Description
I noticed the lack of docs/ directory in GRAB despite having it in the project structure. So I thought it would be appropriate to create a new issue about adding comprehensive documentation for the Prometheus metrics monitoring feature recently implemented in the main boilerplate repository.

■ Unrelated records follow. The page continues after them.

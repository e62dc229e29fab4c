//! Bounded, per-user ordered history of captured items.
//!
//! One combined collection across identities, newest-first; per-owner
//! filtering happens at eviction time. Eviction prefers the unstarred item
//! nearest the tail; only when every owned item is starred does the absolute
//! oldest entry go. A second ceiling pass runs keyed on the resolved email,
//! which can diverge from the raw key used by the primary pass.

use crate::store::{keys, KeyValueStore, StoreError};
use crate::types::CapturedItem;
use serde_json::Value;
use tracing::debug;

/// Ordered snippet collection with capacity-constrained inserts.
#[derive(Debug, Clone, Default, PartialEq)]
pub struct HistoryList {
    items: Vec<CapturedItem>,
}

impl HistoryList {
    pub fn new() -> Self {
        Self::default()
    }

    pub fn from_items(items: Vec<CapturedItem>) -> Self {
        Self { items }
    }

    pub fn items(&self) -> &[CapturedItem] {
        &self.items
    }

    pub fn len(&self) -> usize {
        self.items.len()
    }

    pub fn is_empty(&self) -> bool {
        self.items.is_empty()
    }

    /// Number of items owned by the given identity.
    pub fn count_for(&self, owner: Option<&str>) -> usize {
        self.items
            .iter()
            .filter(|item| item.email.as_deref() == owner)
            .count()
    }

    /// Index of the owner's unstarred item nearest the tail, if any.
    fn rear_unstarred_index(&self, owner: Option<&str>) -> Option<usize> {
        self.items
            .iter()
            .rposition(|item| item.email.as_deref() == owner && !item.starred)
    }

    /// Prepend an item and evict until the capacity invariants hold again.
    ///
    /// `primary_key` is the raw last-logged-in value that bounds the tier
    /// capacity; `secondary_key` is the resolved email the hard ceiling is
    /// keyed on. They usually agree but are applied independently.
    pub fn insert(
        &mut self,
        item: CapturedItem,
        max_items: usize,
        hard_ceiling: usize,
        primary_key: Option<&str>,
        secondary_key: Option<&str>,
    ) {
        self.items.insert(0, item);

        while self.count_for(primary_key) > max_items {
            if let Some(index) = self.rear_unstarred_index(primary_key) {
                debug!("evicting unstarred item at {}", index);
                self.items.remove(index);
            } else {
                // Everything owned is starred: the absolute oldest entry goes.
                debug!("all owned items starred, evicting list tail");
                self.items.pop();
            }
        }

        if self.count_for(secondary_key) > hard_ceiling {
            if let Some(last) = self
                .items
                .iter()
                .rposition(|it| it.email.as_deref() == secondary_key)
            {
                if !self.items[last].starred {
                    self.items.remove(last);
                } else if let Some(index) = self.rear_unstarred_index(secondary_key) {
                    self.items.remove(index);
                }
                // All starred: the ceiling pass removes nothing.
            }
        }
    }

    /// Remove the item at `index`; out-of-range indices are silently ignored.
    pub fn remove_at(&mut self, index: usize) -> bool {
        if index < self.items.len() {
            self.items.remove(index);
            true
        } else {
            false
        }
    }

    /// Flip the starred state of the item at `index`. Order and length are
    /// unaffected; `last_modified` is refreshed.
    pub fn toggle_star(&mut self, index: usize, now_ms: i64) -> bool {
        match self.items.get_mut(index) {
            Some(item) => {
                item.starred = !item.starred;
                item.last_modified = now_ms;
                true
            }
            None => false,
        }
    }

    /// Load the persisted list. The stored value is a JSON string holding the
    /// array, matching what other frontends of the store write.
    pub async fn load(store: &dyn KeyValueStore) -> Result<Self, StoreError> {
        let items = match store.get(keys::HISTORY).await? {
            Some(Value::String(text)) => serde_json::from_str(&text)?,
            // Tolerate a directly stored array.
            Some(value @ Value::Array(_)) => serde_json::from_value(value)?,
            _ => Vec::new(),
        };
        Ok(Self { items })
    }

    /// Persist the full list.
    pub async fn save(&self, store: &dyn KeyValueStore) -> Result<(), StoreError> {
        let text = serde_json::to_string(&self.items)?;
        store.set(keys::HISTORY, Value::String(text)).await
    }
}
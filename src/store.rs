//! Key-value storage collaborator.
//!
//! The engine persists settings and the history list through this interface.
//! Values are JSON so bool-likes stored as strings by older frontends still
//! read back. A SQLite-backed implementation is provided for hosts without
//! their own store, plus an in-memory one for tests.

use async_trait::async_trait;
use rusqlite::{params, Connection};
use serde_json::Value;
use std::collections::HashMap;
use std::path::{Path, PathBuf};
use std::sync::Mutex as StdMutex;
use tokio::sync::Mutex;

/// Well-known keys used by the capture engine.
pub mod keys {
    /// JSON-encoded array of captured items, newest-first.
    pub const HISTORY: &str = "recentlyCopiedItems";
    /// Feature toggle.
    pub const ENABLED: &str = "isOn";
    /// Capture via the native copy shortcut instead of brackets.
    pub const USE_STANDARD_COPY: &str = "useStandardCopy";
    /// Rich (formatted) clipboard writes for subscribed users.
    pub const RICH_FORMAT: &str = "format";
    /// Modifier key name arming the click protocol.
    pub const MODIFIER_KEY: &str = "key";
    /// Quoted identity string of the last signed-in user.
    pub const LAST_LOGGED_IN_USER: &str = "lastLoggedInUser";
    /// Mirrored auth response, refreshed on identity fetch.
    pub const USER_DATA: &str = "userData";
}

#[derive(Debug, thiserror::Error)]
pub enum StoreError {
    #[error("SQLite error: {0}")]
    Sqlite(#[from] rusqlite::Error),
    #[error("Serialization error: {0}")]
    Serialization(#[from] serde_json::Error),
    #[error("IO error: {0}")]
    Io(#[from] std::io::Error),
}

/// Asynchronous key-value storage contract.
#[async_trait]
pub trait KeyValueStore: Send + Sync {
    async fn get(&self, key: &str) -> Result<Option<Value>, StoreError>;
    async fn set(&self, key: &str, value: Value) -> Result<(), StoreError>;
}

/// SQLite-backed store with a single kv table.
pub struct SqliteStore {
    conn: Mutex<Connection>,
}

impl SqliteStore {
    /// Open or create the database at the given path
    pub fn open<P: AsRef<Path>>(path: P) -> Result<Self, StoreError> {
        if let Some(parent) = path.as_ref().parent() {
            if !parent.as_os_str().is_empty() {
                std::fs::create_dir_all(parent)?;
            }
        }
        let conn = Connection::open(path)?;
        Self::init_schema(&conn)?;
        Ok(Self { conn: Mutex::new(conn) })
    }

    /// Open an in-memory database (for testing)
    pub fn open_in_memory() -> Result<Self, StoreError> {
        let conn = Connection::open_in_memory()?;
        Self::init_schema(&conn)?;
        Ok(Self { conn: Mutex::new(conn) })
    }

    /// Default database location under the platform data directory.
    pub fn default_db_path() -> PathBuf {
        dirs::data_local_dir()
            .unwrap_or_else(|| PathBuf::from("."))
            .join("clip-capture")
            .join("store.db")
    }

    fn init_schema(conn: &Connection) -> Result<(), StoreError> {
        conn.execute_batch(
            r#"
            CREATE TABLE IF NOT EXISTS kv (
                key TEXT PRIMARY KEY,
                value TEXT NOT NULL
            );
            "#,
        )?;
        Ok(())
    }
}

#[async_trait]
impl KeyValueStore for SqliteStore {
    async fn get(&self, key: &str) -> Result<Option<Value>, StoreError> {
        let conn = self.conn.lock().await;
        let result = conn.query_row(
            "SELECT value FROM kv WHERE key = ?1",
            params![key],
            |row| row.get::<_, String>(0),
        );
        match result {
            Ok(text) => Ok(Some(serde_json::from_str(&text)?)),
            Err(rusqlite::Error::QueryReturnedNoRows) => Ok(None),
            Err(e) => Err(e.into()),
        }
    }

    async fn set(&self, key: &str, value: Value) -> Result<(), StoreError> {
        let text = serde_json::to_string(&value)?;
        let conn = self.conn.lock().await;
        conn.execute(
            "INSERT INTO kv (key, value) VALUES (?1, ?2)
             ON CONFLICT(key) DO UPDATE SET value = excluded.value",
            params![key, text],
        )?;
        Ok(())
    }
}

/// In-memory store for tests and hosts with their own persistence.
#[derive(Default)]
pub struct MemoryStore {
    entries: StdMutex<HashMap<String, Value>>,
}

impl MemoryStore {
    pub fn new() -> Self {
        Self::default()
    }
}

#[async_trait]
impl KeyValueStore for MemoryStore {
    async fn get(&self, key: &str) -> Result<Option<Value>, StoreError> {
        Ok(self.entries.lock().unwrap().get(key).cloned())
    }

    async fn set(&self, key: &str, value: Value) -> Result<(), StoreError> {
        self.entries.lock().unwrap().insert(key.to_string(), value);
        Ok(())
    }
}

#[cfg(test)]
mod tests {
    use super::*;
    use serde_json::json;

    #[tokio::test]
    async fn test_sqlite_roundtrip() {
        let store = SqliteStore::open_in_memory().unwrap();
        assert!(store.get("missing").await.unwrap().is_none());

        store.set("isOn", json!(true)).await.unwrap();
        assert_eq!(store.get("isOn").await.unwrap(), Some(json!(true)));

        // Overwrite keeps the latest value.
        store.set("isOn", json!("false")).await.unwrap();
        assert_eq!(store.get("isOn").await.unwrap(), Some(json!("false")));
    }

    #[tokio::test]
    async fn test_sqlite_on_disk() {
        let dir = tempfile::tempdir().unwrap();
        let path = dir.path().join("nested").join("store.db");

        {
            let store = SqliteStore::open(&path).unwrap();
            store.set("key", json!("\"altKey\"")).await.unwrap();
        }

        let store = SqliteStore::open(&path).unwrap();
        assert_eq!(store.get("key").await.unwrap(), Some(json!("\"altKey\"")));
    }

    #[tokio::test]
    async fn test_memory_store() {
        let store = MemoryStore::new();
        store.set("a", json!([1, 2])).await.unwrap();
        assert_eq!(store.get("a").await.unwrap(), Some(json!([1, 2])));
    }
}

The documentation should provide users with complete guidance on configuring, accessing, and utilizing the observability stack.
Related
Motivation
Users need detailed documentation to:
- Understand the monitoring architecture
- Configure metrics collection
- Access and use Prometheus/Grafana
- Write custom queries for their use cases
- Troubleshoot common issues
- Extend metrics for business needs
Scope
1. Monitoring Overview Page
Create a new documentation page covering:
2. Configuration Guide
Document configuration options:
YAML Configuration:
metrics:
enabled: true
path: /metrics
Environment Variables:
METRICS_ENABLED=true
METRICS_PATH=/metrics
Skip Paths Configuration:
- How to customize skip paths
- Why
/health and /metrics are excluded
- Adding custom skip paths
3. Prometheus Setup
Accessing Prometheus:
- URL:
http://localhost:9090
- Verifying target health
- Exploring available metrics
Prometheus Configuration:
- Explain prometheus.yml structure
- Scrape interval configuration
- Adding additional scrape targets
- Service discovery options
Example Queries:
Basic queries:
# Total requests
sum(http_requests_total)
# Request rate (per second)
rate(http_requests_total[5m])
# Requests by endpoint
sum by (path) (http_requests_total)
# Requests by status code
sum by (status) (http_requests_total)
Performance queries:
# 95th percentile latency
histogram_quantile(0.95, rate(http_request_duration_seconds_bucket[5m]))
# Average latency
rate(http_request_duration_seconds_sum[5m]) / rate(http_request_duration_seconds_count[5m])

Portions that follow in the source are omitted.